[Saved entries]
▽

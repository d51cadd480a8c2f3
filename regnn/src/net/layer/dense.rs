use crate::activation::ActivationFn;
use crate::backend::Backend;
use crate::dtype::DType;
use crate::error::{Error, Result};
use crate::net::initializer::NetInitializer;
use crate::net::layer::{Layer, LayerParams};
use crate::net::params::LayerSnapshot;
use crate::optim::ParamGrad;
use crate::tensor::{Dim1, Dim2, ITensor, RowMajor, Tensor, Tensor1, Tensor2, TensorView2};
use std::fmt::{Debug, Formatter};

#[derive(Clone, Debug, PartialEq)]
pub struct DenseLayerParams {
    pub size: usize,
    pub activation_fn: ActivationFn,
}

impl<B: Backend> LayerParams<B> for DenseLayerParams {
    type Layer = DenseLayer<B>;

    fn create_layer(
        &self,
        backend: &B,
        layer_idx: usize,
        input_size: usize,
        initializer: &mut dyn NetInitializer<B::Float>,
    ) -> Self::Layer {
        let mut layer = DenseLayer::new(backend, input_size, self.size, self.activation_fn);
        layer.weights = initializer.get_weights(layer_idx, input_size, self.size);
        layer.biases = initializer.get_biases(layer_idx, input_size, self.size);
        assert_eq!(layer.weights.dims(), &Dim2(self.size, input_size));
        assert_eq!(layer.biases.dims(), &Dim1(self.size));
        layer
    }
}

/// Fully connected layer computing `act(input * weights^T + biases)`
pub struct DenseLayer<B: Backend> {
    input_size: usize,
    output_size: usize,
    weights: Tensor2<B::Float>,
    biases: Tensor1<B::Float>,
    weight_grad: Tensor2<B::Float>,
    bias_grad: Tensor1<B::Float>,
    // pre-activation values of the last forward pass
    activation: Tensor2<B::Float>,
    activation_error: Tensor2<B::Float>,
    activation_fn: ActivationFn,
}

impl<B: Backend> DenseLayer<B> {
    pub fn new(_backend: &B, input_size: usize, output_size: usize, activation_fn: ActivationFn) -> Self {
        DenseLayer {
            input_size,
            output_size,
            weights: Tensor::zeroed(Dim2(output_size, input_size)),
            biases: Tensor::zeroed(Dim1(output_size)),
            weight_grad: Tensor::zeroed(Dim2(output_size, input_size)),
            bias_grad: Tensor::zeroed(Dim1(output_size)),
            activation: Tensor::zeroed(Dim2(0, output_size)),
            activation_error: Tensor::zeroed(Dim2(0, output_size)),
            activation_fn,
        }
    }

    #[inline]
    pub fn weights(&self) -> &Tensor2<B::Float> {
        &self.weights
    }

    #[inline]
    pub fn biases(&self) -> &Tensor1<B::Float> {
        &self.biases
    }

    #[inline]
    pub fn activation_fn(&self) -> ActivationFn {
        self.activation_fn
    }
}

impl<B: Backend> Layer<B> for DenseLayer<B> {
    fn forward(&mut self, backend: &B, input: TensorView2<'_, B::Float>, output: &mut Tensor2<B::Float>) {
        let num_rows = input.rows();

        assert_eq!(input.dims(), &Dim2(num_rows, self.input_size), "Invalid dimensions for input tensor");
        assert_eq!(output.dims(), &Dim2(num_rows, self.output_size), "Invalid dimensions for output tensor");

        self.activation.resize_first(B::Float::ZERO, num_rows);
        backend.matmul(
            B::Float::ONE,
            &input,
            false,
            &self.weights,
            true,
            B::Float::ZERO,
            &mut self.activation,
        );
        backend.add_row(&self.biases, &mut self.activation);

        self.activation_fn.compute(backend, &self.activation, output);
    }

    fn backprop(
        &mut self,
        backend: &B,
        input: TensorView2<'_, B::Float>,
        input_error: Option<&mut Tensor2<B::Float>>,
        out_error: &Tensor2<B::Float>,
    ) {
        let num_rows = input.rows();

        assert_eq!(input.dims(), &Dim2(num_rows, self.input_size), "Invalid dimensions for input tensor");
        assert_eq!(out_error.dims(), &Dim2(num_rows, self.output_size), "Invalid dimensions for out_error tensor");
        assert_eq!(self.activation.dims(), out_error.dims(), "backprop called without a matching forward pass");

        self.activation_error.resize_first(B::Float::ZERO, num_rows);
        self.activation_fn
            .compute_error(backend, &self.activation, out_error, &mut self.activation_error);

        if let Some(input_error) = input_error {
            assert_eq!(input_error.dims(), &Dim2(num_rows, self.input_size));
            backend.matmul(
                B::Float::ONE,
                &self.activation_error,
                false,
                &self.weights,
                false,
                B::Float::ZERO,
                input_error,
            );
        }

        // gradients accumulate until the next zero_grad
        backend.matmul(
            B::Float::ONE,
            &self.activation_error,
            true,
            &input,
            false,
            B::Float::ONE,
            &mut self.weight_grad,
        );
        backend.column_sum(B::Float::ONE, &self.activation_error, B::Float::ONE, &mut self.bias_grad);
    }

    fn zero_grad(&mut self) {
        self.weight_grad.fill_zero();
        self.bias_grad.fill_zero();
    }

    fn params_and_grads(&mut self) -> [ParamGrad<'_, B::Float>; 2] {
        [
            ParamGrad::new(self.weights.as_mut(), self.weight_grad.as_ref()),
            ParamGrad::new(self.biases.as_mut(), self.bias_grad.as_ref()),
        ]
    }

    fn snapshot(&self) -> LayerSnapshot<B::Float> {
        LayerSnapshot {
            input_size: self.input_size,
            output_size: self.output_size,
            activation_fn: self.activation_fn,
            weights: self.weights.as_ref().to_vec(),
            biases: self.biases.as_ref().to_vec(),
        }
    }

    fn restore(&mut self, snapshot: &LayerSnapshot<B::Float>) -> Result<()> {
        if snapshot.input_size != self.input_size {
            return Err(Error::DimensionMismatch {
                context: "snapshot layer input size",
                expected: self.input_size,
                actual: snapshot.input_size,
            });
        }
        if snapshot.output_size != self.output_size {
            return Err(Error::DimensionMismatch {
                context: "snapshot layer output size",
                expected: self.output_size,
                actual: snapshot.output_size,
            });
        }
        self.weights = Tensor::try_from_vec(snapshot.weights.clone(), Dim2(self.output_size, self.input_size))?;
        self.biases = Tensor::try_from_vec(snapshot.biases.clone(), Dim1(self.output_size))?;
        Ok(())
    }

    #[inline]
    fn input_size(&self) -> usize {
        self.input_size
    }

    #[inline]
    fn output_size(&self) -> usize {
        self.output_size
    }
}

impl<B: Backend> Debug for DenseLayer<B> {
    fn fmt(&self, f: &mut Formatter<'_>) -> std::fmt::Result {
        f.debug_struct("DenseLayer")
            .field("size", &self.output_size)
            .field("activation_fn", &self.activation_fn)
            .field("weights", &self.weights)
            .field("biases", &self.biases)
            .finish_non_exhaustive()
    }
}

#[cfg(test)]
mod test {
    use super::{DenseLayer, DenseLayerParams};
    use crate::activation::ActivationFn;
    use crate::backend::CpuBackend;
    use crate::net::initializer::RandomNetInitializer;
    use crate::net::layer::{Layer, LayerParams};
    use crate::tensor;
    use crate::tensor::{Dim2, Tensor, Tensor2, TensorBase};

    fn fixed_layer(backend: &CpuBackend<f64>) -> DenseLayer<CpuBackend<f64>> {
        let mut layer = DenseLayer::new(backend, 2, 2, ActivationFn::RELU);
        layer.weights = tensor![[1.0, -1.0], [0.5, 2.0]];
        layer.biases = tensor![0.5, -10.0];
        layer
    }

    #[test]
    fn test_forward() {
        let backend = CpuBackend::<f64>::new();
        let mut layer = fixed_layer(&backend);
        let input: Tensor2<f64> = tensor![[1.0, 2.0], [3.0, 1.0]];
        let mut output = Tensor::zeroed(Dim2(2, 2));
        layer.forward(&backend, input.view(), &mut output);
        // row 0: [1 - 2 + 0.5, 0.5 + 4 - 10] -> relu -> [0, 0]
        // row 1: [3 - 1 + 0.5, 1.5 + 2 - 10] -> relu -> [2.5, 0]
        assert_eq!(output.as_ref(), &[0.0, 0.0, 2.5, 0.0]);
    }

    #[test]
    fn test_backprop_accumulates() {
        let backend = CpuBackend::<f64>::new();
        let mut layer = fixed_layer(&backend);
        layer.activation_fn = ActivationFn::Identity;
        let input: Tensor2<f64> = tensor![[1.0, 2.0]];
        let mut output = Tensor::zeroed(Dim2(1, 2));
        let out_error: Tensor2<f64> = tensor![[1.0, 0.5]];
        let mut input_error = Tensor::zeroed(Dim2(1, 2));

        layer.forward(&backend, input.view(), &mut output);
        layer.backprop(&backend, input.view(), Some(&mut input_error), &out_error);
        assert_eq!(layer.weight_grad.as_ref(), &[1.0, 2.0, 0.5, 1.0]);
        assert_eq!(layer.bias_grad.as_ref(), &[1.0, 0.5]);
        // error . W = [1 * 1 + 0.5 * 0.5, 1 * -1 + 0.5 * 2]
        assert_eq!(input_error.as_ref(), &[1.25, 0.0]);

        layer.backprop(&backend, input.view(), None, &out_error);
        assert_eq!(layer.bias_grad.as_ref(), &[2.0, 1.0]);

        layer.zero_grad();
        assert!(layer.weight_grad.iter().all(|&g| g == 0.0));
        assert!(layer.bias_grad.iter().all(|&g| g == 0.0));
    }

    #[test]
    fn test_snapshot_restore() {
        let backend = CpuBackend::<f32>::new();
        let params = DenseLayerParams {
            size: 3,
            activation_fn: ActivationFn::RELU,
        };
        let mut init = RandomNetInitializer::seed_from_u64(3);
        let mut layer = params.create_layer(&backend, 0, 4, &mut init);
        let snapshot = layer.snapshot();
        layer.params_and_grads()[0].param[0] += 1.0;
        assert_ne!(layer.snapshot(), snapshot);
        layer.restore(&snapshot).unwrap();
        assert_eq!(layer.snapshot(), snapshot);

        let mut other = params.create_layer(&backend, 0, 5, &mut init);
        assert!(other.restore(&snapshot).is_err());
    }
}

△

— PROBLEM TO WORK ON —
Check each line of the entries for the word "pass". State how many lines hold it, and write nothing else.

— WRITTEN REPLY —
2